Aviation gives the OPL most of its real-world challenges. Schnell said, “In the military and helicopter EMS, it is controlled flight into obstacles — wires — in the DVE and landings in the DVE. The military wants to equip their helicopters with technologies that not only allow them to land a helicopter in DVE; they want to own the DVE, use it as a tactical advantage. What’s more, they want to perform complex operations in the DVE involving perfect coordination of multiple rotorcraft ingressing from different directions to an objective area, executing drops and attacks, delivering payloads, interacting with autonomous assets, ground teams and vehicle, all in the cloak of DVE; and then leave in a coordinated way in different directions. The paths in and out must be tactically changeable and unpredictable, the opposite of an instrument approach, if you will.

“To get to that point takes an extreme amount of work [like] sensor development, display development, integration, symbology design and testing. We want to provide our testbeds early in the design cycle so that designers can try out their integrated equipment early in the design when changes can still be implemented. This is what our testbeds are designed to do. It is design-risk mitigation.” Fixed-wing flight testing is done on a pair of L-29 jet trainers and the Bonanza CARP (Computerized Airborne Research Platform).

The simple, rugged Mi-2 helicopter testbed — acquired late in 2012 from a flying museum — provides a spacious, smooth-flying sensor platform. “Of course ours has a few mods,” said Schnell. It has a CAAS [Rockwell-Collins Common Avionics Architecture System] cockpit, a Hensoldt-provided Zeiss Optronics head tracker, an eight-channel digital video recorder, and hands-on-collective-and-stick buttons for the experimental payloads. “It is, as they would say in the Wheeler-Dealer [classic automotive sales] magazine, ‘fully loaded.’” The OPL plans a second Mi-2 outfitted with large-format displays in line with Future Vertical Lift cockpit concepts.

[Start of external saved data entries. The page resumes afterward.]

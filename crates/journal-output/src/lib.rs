//! Journal output generation.
//!
//! - **xml**: serializes canonical records into the `Journal` document
//! - **schema**: loads an XML Schema subset and validates documents against it

mod dom;
pub mod error;
pub mod schema;
pub mod xml;

pub use error::{OutputError, ParseError, SchemaError};
pub use schema::{Violation, XmlSchema};
pub use xml::{
    XSI_NAMESPACE, XmlOptions, render_journal_xml, write_journal_file, write_journal_xml,
};
//! Journal XML document writer.

use std::fs;
use std::io::Write;
use std::path::Path;

use journal_model::CanonicalRecord;
use quick_xml::Writer;
use quick_xml::escape::escape;
use quick_xml::events::{BytesDecl, BytesEnd, BytesStart, BytesText, Event};
use tracing::{info, warn};

use crate::dom::is_xml_char;
use crate::error::{OutputError, Result};
use crate::schema::XmlSchema;

pub const XSI_NAMESPACE: &str = "http://www.w3.org/2001/XMLSchema-instance";

const ROOT_ELEMENT: &str = "Journal";
const ENTRY_ELEMENT: &str = "Entry";

/// Violations logged individually before the error is returned.
const MAX_LOGGED_VIOLATIONS: usize = 20;

/// Options for journal XML output.
#[derive(Debug, Clone, PartialEq, Eq)]
pub struct XmlOptions {
    /// Indent nested elements by two spaces.
    pub pretty_print: bool,
    /// Value for `xsi:noNamespaceSchemaLocation` on the root element.
    pub schema_location: Option<String>,
}

impl Default for XmlOptions {
    fn default() -> Self {
        Self {
            pretty_print: true,
            schema_location: None,
        }
    }
}

/// Write the journal document for `records` to `out`.
///
/// Each record becomes an `Entry` with `Date`, `Account` and `Amount`
/// children, plus `Description` when the description is not empty.
///
/// # Errors
///
/// Returns an error if writing to `out` fails.
pub fn write_journal_xml<W: Write>(
    out: &mut W,
    records: &[CanonicalRecord],
    options: &XmlOptions,
) -> Result<()> {
    if options.pretty_print {
        write_document(Writer::new_with_indent(&mut *out, b' ', 2), records, options)?;
    } else {
        write_document(Writer::new(&mut *out), records, options)?;
    }
    out.write_all(b"\n")?;
    Ok(())
}

/// Render the journal document into memory.
///
/// # Errors
///
/// Returns an error only if XML serialization fails.
pub fn render_journal_xml(records: &[CanonicalRecord], options: &XmlOptions) -> Result<Vec<u8>> {
    let mut document = Vec::new();
    write_journal_xml(&mut document, records, options)?;
    Ok(document)
}

/// Render, optionally validate, then write the journal document to `path`.
///
/// Validation happens in memory, so a document that fails the schema never
/// reaches the disk. Missing parent directories are created.
///
/// # Errors
///
/// Returns [`OutputError::Validation`] when the document does not match
/// `schema`, and [`OutputError::Write`] when the file cannot be written.
pub fn write_journal_file(
    path: &Path,
    records: &[CanonicalRecord],
    options: &XmlOptions,
    schema: Option<&XmlSchema>,
) -> Result<()> {
    let document = render_journal_xml(records, options)?;

    if let Some(schema) = schema {
        let violations = schema.validate(&document);
        if !violations.is_empty() {
            for violation in violations.iter().take(MAX_LOGGED_VIOLATIONS) {
                warn!(path = %violation.path, "{}", violation.message);
            }
            return Err(OutputError::Validation(violations));
        }
        info!("XML document matches schema");
    }

    ensure_parent_dir(path)?;
    fs::write(path, &document).map_err(|source| OutputError::Write {
        path: path.to_path_buf(),
        source,
    })?;
    info!(
        path = %path.display(),
        entries = records.len(),
        bytes = document.len(),
        "wrote journal XML"
    );
    Ok(())
}

fn write_document<W: Write>(
    mut xml: Writer<W>,
    records: &[CanonicalRecord],
    options: &XmlOptions,
) -> Result<()> {
    xml.write_event(Event::Decl(BytesDecl::new("1.0", Some("UTF-8"), None)))?;

    let mut root = BytesStart::new(ROOT_ELEMENT);
    if let Some(location) = &options.schema_location {
        root.push_attribute(("xmlns:xsi", XSI_NAMESPACE));
        root.push_attribute(("xsi:noNamespaceSchemaLocation", location.as_str()));
    }
    if records.is_empty() {
        xml.write_event(Event::Empty(root))?;
        return Ok(());
    }
    xml.write_event(Event::Start(root))?;

    for record in records {
        xml.write_event(Event::Start(BytesStart::new(ENTRY_ELEMENT)))?;
        write_text_element(&mut xml, "Date", record.date())?;
        write_text_element(&mut xml, "Account", record.account())?;
        write_text_element(&mut xml, "Amount", record.amount())?;
        if record.has_description() {
            write_text_element(&mut xml, "Description", record.description())?;
        }
        xml.write_event(Event::End(BytesEnd::new(ENTRY_ELEMENT)))?;
    }

    xml.write_event(Event::End(BytesEnd::new(ROOT_ELEMENT)))?;
    Ok(())
}

/// Carriage returns are written as `&#13;` so parsers do not fold them into newlines.
fn write_text_element<W: Write>(xml: &mut Writer<W>, name: &str, text: &str) -> Result<()> {
    if let Some(character) = text.chars().find(|&c| !is_xml_char(c)) {
        return Err(OutputError::IllegalChar {
            element: name.to_string(),
            character,
        });
    }
    let escaped = escape(text).replace('\r', "&#13;");
    xml.write_event(Event::Start(BytesStart::new(name)))?;
    xml.write_event(Event::Text(BytesText::from_escaped(escaped)))?;
    xml.write_event(Event::End(BytesEnd::new(name)))?;
    Ok(())
}

fn ensure_parent_dir(path: &Path) -> Result<()> {
    if let Some(parent) = path.parent()
        && !parent.as_os_str().is_empty()
    {
        fs::create_dir_all(parent).map_err(|source| OutputError::Write {
            path: parent.to_path_buf(),
            source,
        })?;
    }
    Ok(())
}

#[cfg(test)]
mod tests {
    use super::*;

    fn record(description: &str) -> CanonicalRecord {
        CanonicalRecord::new(
            "2024-01-01".to_string(),
            "101".to_string(),
            "100.50".to_string(),
            description.to_string(),
        )
        .unwrap()
    }

    fn render(records: &[CanonicalRecord], options: &XmlOptions) -> String {
        String::from_utf8(render_journal_xml(records, options).unwrap()).unwrap()
    }

    #[test]
    fn test_pretty_document() {
        let xml = render(&[record("Opening balance")], &XmlOptions::default());
        let expected = "<?xml version=\"1.0\" encoding=\"UTF-8\"?>\n\
<Journal>\n  <Entry>\n    <Date>2024-01-01</Date>\n    <Account>101</Account>\n    \
<Amount>100.50</Amount>\n    <Description>Opening balance</Description>\n  </Entry>\n</Journal>\n";
        assert_eq!(xml, expected);
    }

    #[test]
    fn test_compact_document_omits_empty_description() {
        let options = XmlOptions {
            pretty_print: false,
            schema_location: None,
        };
        let xml = render(&[record("")], &options);
        assert_eq!(
            xml,
            "<?xml version=\"1.0\" encoding=\"UTF-8\"?><Journal><Entry><Date>2024-01-01</Date>\
<Account>101</Account><Amount>100.50</Amount></Entry></Journal>\n"
        );
    }

    #[test]
    fn test_schema_location_attributes() {
        let options = XmlOptions {
            pretty_print: false,
            schema_location: Some("schema.xsd".to_string()),
        };
        let xml = render(&[], &options);
        assert!(xml.contains(
            r#"<Journal xmlns:xsi="http://www.w3.org/2001/XMLSchema-instance" xsi:noNamespaceSchemaLocation="schema.xsd"/>"#
        ));
    }

    #[test]
    fn test_carriage_return_survives_parsing() {
        let xml = render(&[record("a\rb")], &XmlOptions::default());
        assert!(xml.contains("<Description>a&#13;b</Description>"));
        let root = crate::dom::parse(xml.as_bytes()).unwrap();
        assert_eq!(root.children[0].children[3].text, "a\rb");
    }

    #[test]
    fn test_illegal_character_is_an_error() {
        let error = render_journal_xml(&[record("a\u{1}b")], &XmlOptions::default()).unwrap_err();
        assert!(matches!(
            error,
            OutputError::IllegalChar { ref element, character: '\u{1}' } if element == "Description"
        ));
    }

    #[test]
    fn test_text_is_escaped() {
        let xml = render(&[record("Fees & <charges>")], &XmlOptions::default());
        assert!(xml.contains("<Description>Fees &amp; &lt;charges&gt;</Description>"));
    }
}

The successful DVE trials at Yuma used a BAE Styker helmet mounted display (HMD), SferiSense 500 lidar and UTC Aerospace Systems short-wave infrared sensor, but Schnell noted, “The systems that we fly in full brownout are still very expensive. You are talking $400,000 for an HMD, something like $200,000 per sensor, and you may want two or three of them, plus head trackers, software, processors, etc. This is probably a bit out of reach for some operators.” And the systems have to work in good visual environments (GVE), low light, strong sunlight, etc.

“I hope that we can pursue more affordable and lighter HMDs, but the design challenge is huge: day and night, GVE, DVE, 0.001 to 10,000 cd/m2, no latency, high resolution, color. This is not easy and does not yet exist,” Schnell says. “Another thing that bothers me is that many times the sensors and human machine interfaces are not fully integrated. It is like they live in different worlds and then meet for the first time on the helicopter. This is problematic, because we leave so much performance potential on the table, because human factors is used as a last afterthought rather than an integrated guide from start to finish.”